__What is required__
Transcribe every entry exactly, with nothing added or left out.
+ + +
use reqwest::StatusCode;
use reqwest::header::{InvalidHeaderName, InvalidHeaderValue};
use tokio::task::JoinError;

/// An error forwarding a request to the GraphQL endpoint
#[derive(Debug, thiserror::Error)]
pub enum GraphQLError {
    #[error("failed to marshal request: {0}")]
    Encode(#[source] serde_json::Error),

    #[error("failed to create request: {0}")]
    Request(#[source] reqwest::Error),

    #[error("request failed: {0}")]
    Transport(#[source] reqwest::Error),

    #[error("failed to read response: {0}")]
    ReadBody(#[source] reqwest::Error),

    /// The endpoint answered with a 4xx or 5xx status. The body is kept.
    #[error("http status {}", .status.as_u16())]
    Status { status: StatusCode, body: String },
}

/// An error in server initialization
#[derive(Debug, thiserror::Error)]
pub enum ServerError {
    #[error("invalid header value: {0}")]
    HeaderValue(#[from] InvalidHeaderValue),

    #[error("invalid header name: {0}")]
    HeaderName(#[from] InvalidHeaderName),

    #[error("invalid endpoint URL: {0}")]
    Url(#[from] url::ParseError),

    #[error("Failed to build HTTP client: {0}")]
    Client(#[source] reqwest::Error),

    #[error("Failed to initialize MCP server: {0}")]
    McpInitialize(Box<dyn std::error::Error + Send + Sync>),

    #[error("Failed to start server")]
    StartupError(#[from] JoinError),

    #[error(transparent)]
    Io(#[from] std::io::Error),
}

/// An MCP tool error
pub type McpError = rmcp::model::ErrorData;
+ + +
__Answer for this exercise__
use reqwest::StatusCode;
use reqwest::header::{InvalidHeaderName, InvalidHeaderValue};
use tokio::task::JoinError;

/// An error forwarding a request to the GraphQL endpoint
#[derive(Debug, thiserror::Error)]
pub enum GraphQLError {
    #[error("failed to marshal request: {0}")]
    Encode(#[source] serde_json::Error),

    #[error("failed to create request: {0}")]
    Request(#[source] reqwest::Error),

    #[error("request failed: {0}")]
    Transport(#[source] reqwest::Error),

    #[error("failed to read response: {0}")]
    ReadBody(#[source] reqwest::Error),

    /// The endpoint answered with a 4xx or 5xx status. The body is kept.
    #[error("http status {}", .status.as_u16())]
    Status { status: StatusCode, body: String },
}

/// An error in server initialization
#[derive(Debug, thiserror::Error)]
pub enum ServerError {
    #[error("invalid header value: {0}")]
    HeaderValue(#[from] InvalidHeaderValue),

    #[error("invalid header name: {0}")]
    HeaderName(#[from] InvalidHeaderName),

    #[error("invalid endpoint URL: {0}")]
    Url(#[from] url::ParseError),

    #[error("Failed to build HTTP client: {0}")]
    Client(#[source] reqwest::Error),

    #[error("Failed to initialize MCP server: {0}")]
    McpInitialize(Box<dyn std::error::Error + Send + Sync>),

    #[error("Failed to start server")]
    StartupError(#[from] JoinError),

    #[error(transparent)]
    Io(#[from] std::io::Error),
}

/// An MCP tool error
pub type McpError = rmcp::model::ErrorData;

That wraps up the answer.